— TASK OBJECTIVE —
Among the entries below, how many lines include "parent"? Give the number alone.

— MATERIAL PROVIDED —
┌────────

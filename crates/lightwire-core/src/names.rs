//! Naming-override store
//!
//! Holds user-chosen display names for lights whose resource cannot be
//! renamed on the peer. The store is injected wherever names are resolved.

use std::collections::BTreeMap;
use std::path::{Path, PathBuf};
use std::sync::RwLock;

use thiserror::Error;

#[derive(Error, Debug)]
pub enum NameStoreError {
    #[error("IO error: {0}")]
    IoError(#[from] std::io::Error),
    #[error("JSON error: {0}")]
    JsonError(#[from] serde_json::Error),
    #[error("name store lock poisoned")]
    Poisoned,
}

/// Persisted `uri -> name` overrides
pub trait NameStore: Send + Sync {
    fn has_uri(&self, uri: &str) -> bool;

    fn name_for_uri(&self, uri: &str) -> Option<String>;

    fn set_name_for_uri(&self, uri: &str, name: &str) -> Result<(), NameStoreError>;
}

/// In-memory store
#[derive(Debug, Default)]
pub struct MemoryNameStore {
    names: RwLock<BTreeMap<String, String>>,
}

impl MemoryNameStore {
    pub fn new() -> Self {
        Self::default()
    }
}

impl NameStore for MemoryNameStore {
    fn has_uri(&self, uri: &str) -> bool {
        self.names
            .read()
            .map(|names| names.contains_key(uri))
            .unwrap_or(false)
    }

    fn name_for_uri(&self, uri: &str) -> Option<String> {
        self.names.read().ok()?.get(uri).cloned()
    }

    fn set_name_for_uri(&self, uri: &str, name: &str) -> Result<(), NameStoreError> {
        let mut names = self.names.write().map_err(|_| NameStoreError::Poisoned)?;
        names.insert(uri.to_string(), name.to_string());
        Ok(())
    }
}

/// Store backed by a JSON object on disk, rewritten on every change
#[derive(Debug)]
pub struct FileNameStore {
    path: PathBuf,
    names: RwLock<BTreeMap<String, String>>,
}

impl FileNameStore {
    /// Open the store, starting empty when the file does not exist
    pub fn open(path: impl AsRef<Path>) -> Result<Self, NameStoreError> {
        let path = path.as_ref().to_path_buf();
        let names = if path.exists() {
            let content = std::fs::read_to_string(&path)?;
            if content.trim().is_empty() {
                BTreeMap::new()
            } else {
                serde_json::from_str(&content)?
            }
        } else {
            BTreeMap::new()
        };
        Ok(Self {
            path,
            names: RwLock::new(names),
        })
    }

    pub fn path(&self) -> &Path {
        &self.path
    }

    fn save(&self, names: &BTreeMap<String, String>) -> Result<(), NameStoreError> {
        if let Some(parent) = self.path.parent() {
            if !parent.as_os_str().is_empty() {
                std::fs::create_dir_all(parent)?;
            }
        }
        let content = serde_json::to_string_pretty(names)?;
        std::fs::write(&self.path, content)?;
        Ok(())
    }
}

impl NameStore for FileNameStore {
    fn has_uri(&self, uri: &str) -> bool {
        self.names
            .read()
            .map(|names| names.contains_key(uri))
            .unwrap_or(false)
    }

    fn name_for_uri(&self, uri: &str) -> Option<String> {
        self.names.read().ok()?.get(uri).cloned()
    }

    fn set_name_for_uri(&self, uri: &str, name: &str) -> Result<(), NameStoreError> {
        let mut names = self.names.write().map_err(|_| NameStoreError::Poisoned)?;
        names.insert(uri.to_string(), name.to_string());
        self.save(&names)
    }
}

└────────

— RESPONSE BELOW —
3